If I only bring one pedal to a gig, which is frequently, it's timmy
I'm still struggling with getting my pedals all set up and would like to narrow it down to one pedal (not counting the SD Pickup Booster which is a given). I need some help short term for sessions and gigs over the next two to three weeks.
totally depends on the amp and axe.
Ive done hundreds of blues gigs over the years and mostly using one pedal, but which pedal depended on the other two important things in the chain.
Can you give us a bit more info on that?
Most of the "blues" gigs I have done a pedal would be frowned on. I brought an overdrive once to a blues gig as a teenager and caught hell from the band leader. This guy was a hardcore deep south bluesman.
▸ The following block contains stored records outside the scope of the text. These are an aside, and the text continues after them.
// Copyright 2026 the Number Atlas Authors
// SPDX-License-Identifier: Apache-2.0 OR MIT

use peniko::Color;

use crate::charset::DIGITS;
use crate::rotation::FontRotation;

/// Placement of one glyph in the final atlas, padding included.
#[derive(Copy, Clone, Debug, Default, PartialEq, Eq, Hash)]
pub struct GlyphMetrics {
    /// Left edge, including the atlas offset.
    pub x: i32,
    /// Top edge relative to the bottom anchor of the atlas.
    pub y: i32,
    /// Width in pixels.
    pub width: i32,
    /// Height in pixels.
    pub height: i32,
}

/// A non-digit character and the lookup table slot holding its metrics.
#[derive(Copy, Clone, Debug, PartialEq, Eq, Hash)]
pub struct ExtraChar {
    /// The literal character.
    pub character: char,
    /// Its slot, 10 or above.
    pub slot: usize,
}

/// The lookup table handed to the runtime renderer together with the atlas.
///
/// The four `char_*` vectors run in parallel: slots 0 through 9 hold the
/// digits, the slots listed in [`extras`](Self::extras) follow.
#[derive(Clone, Debug, PartialEq)]
pub struct NumberFont {
    /// Left edge of every slot.
    pub char_x: Vec<i32>,
    /// Top edge of every slot, relative to the bottom anchor.
    pub char_y: Vec<i32>,
    /// Width of every slot.
    pub char_width: Vec<i32>,
    /// Height of every slot.
    pub char_height: Vec<i32>,
    /// Slots of the non-digit characters, in slot order.
    pub extras: Vec<ExtraChar>,
    /// The atlas orientation.
    pub orientation: FontRotation,
    /// Whether digits must be drawn in reverse order.
    pub reverse_digits: bool,
    /// Extra gap between digits, in pixels.
    pub kerning: u32,
    /// The display format.
    pub format: String,
    /// Emission color, when emission is enabled.
    pub emission_color: Option<Color>,
    /// Specular parameters, when enabled: metallic in the red channel and
    /// smoothness in the alpha channel. Green and blue are always zero.
    pub specular_color: Option<Color>,
}

impl NumberFont {
    /// Number of slots.
    pub fn glyph_count(&self) -> usize {
        self.char_x.len()
    }

    /// The metrics stored in `slot`.
    pub fn glyph(&self, slot: usize) -> Option<GlyphMetrics> {
        Some(GlyphMetrics {
            x: *self.char_x.get(slot)?,
            y: *self.char_y.get(slot)?,
            width: *self.char_width.get(slot)?,
            height: *self.char_height.get(slot)?,
        })
    }

    /// The slot holding `character`.
    pub fn slot_for(&self, character: char) -> Option<usize> {
        DIGITS
            .iter()
            .position(|&d| d == character)
            .or_else(|| {
                self.extras
                    .iter()
                    .find(|extra| extra.character == character)
                    .map(|extra| extra.slot)
            })
    }

    /// The metrics of `character`.
    pub fn metrics_for(&self, character: char) -> Option<GlyphMetrics> {
        self.glyph(self.slot_for(character)?)
    }

    /// Whether every slot is all zeros, as produced for configs that cannot
    /// be rendered.
    pub fn is_blank(&self) -> bool {
        [&self.char_x, &self.char_y, &self.char_width, &self.char_height]
            .iter()
            .all(|values| values.iter().all(|&v| v == 0))
    }

    pub(crate) fn with_capacity(slots: usize) -> Self {
        Self {
            char_x: Vec::with_capacity(slots),
            char_y: Vec::with_capacity(slots),
            char_width: Vec::with_capacity(slots),
            char_height: Vec::with_capacity(slots),
            extras: Vec::new(),
            orientation: FontRotation::default(),
            reverse_digits: false,
            kerning: 0,
            format: String::new(),
            emission_color: None,
            specular_color: None,
        }
    }

    pub(crate) fn push(&mut self, metrics: GlyphMetrics) {
        self.char_x.push(metrics.x);
        self.char_y.push(metrics.y);
        self.char_width.push(metrics.width);
        self.char_height.push(metrics.height);
    }
}

/// Packs specular parameters into a color: metallic in red, smoothness in
/// alpha.
pub(crate) fn pack_specular(metallic: f32, smoothness: f32) -> Color {
    Color::new([metallic, 0.0, 0.0, smoothness])
}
I've run into that too, from a handful of guys over the years who think everything has to be preserved exactly like it was in the their idea of the 'golden age.' That's fine for those people, but there's a lot of kinds of blues, and the reason blues was kept alive was the Brits who reintroduced it to America in the mid & late 1960's. That qualifies as real blues too. What those guys are missing is that the blues greats use/used pedals & distortion themselves. Albert King used a MXR Phase 90 pedal, Buddy Guy has a Dunlop signature wah. The small amps of the 1950's really distorted when pushed; have you heard Willie Johnson's tones when he was playing with Howlin' Wolf in the early 1950's? One of the great blues guitarists, and his guitar was heavily distorted. That was common for guitarists back then, so that their little amps could be heard over the rest of the band. The self-proclaimed 'blues purists' only seem to remember the louder amps of the late 1950's & 1960's that were pretty clean played at normal volumes. Selective memory.
About ten years ago, I was in a roots rock band and had a "respectable" pedalboard. When it came time to go into the studio, I didn't use a single one. It wasn't an intentional choice, just going where the music took me.No can do. Tuner, wah, compressor, delay, etc....I'm taking my entire pedal board for any recording or gigs I do, with a Mesa amp and at least a G&L Legacy and a 2HB. Even if I don't use it, I have it if I need it.
<rant> Such refusal to depart from the style and tools of our forbears is a major reason why guitar's relevance in contemporary music is on life support. Such a "time capsule" approach to an instrument is why guitar is only slightly more relevant today than Benny Goodman's clarinet. </rant>I've run into that too, from a handful of guys over the years who think everything has to be preserved exactly like it was in the their idea of the 'golden age.'
Otis Rush is my go to man for blues. I don't think he uses any pedals. "Contemporary" favorites of mine Peter Green and Michael Bloomfield don't/didn't use any pedals either as far as I know.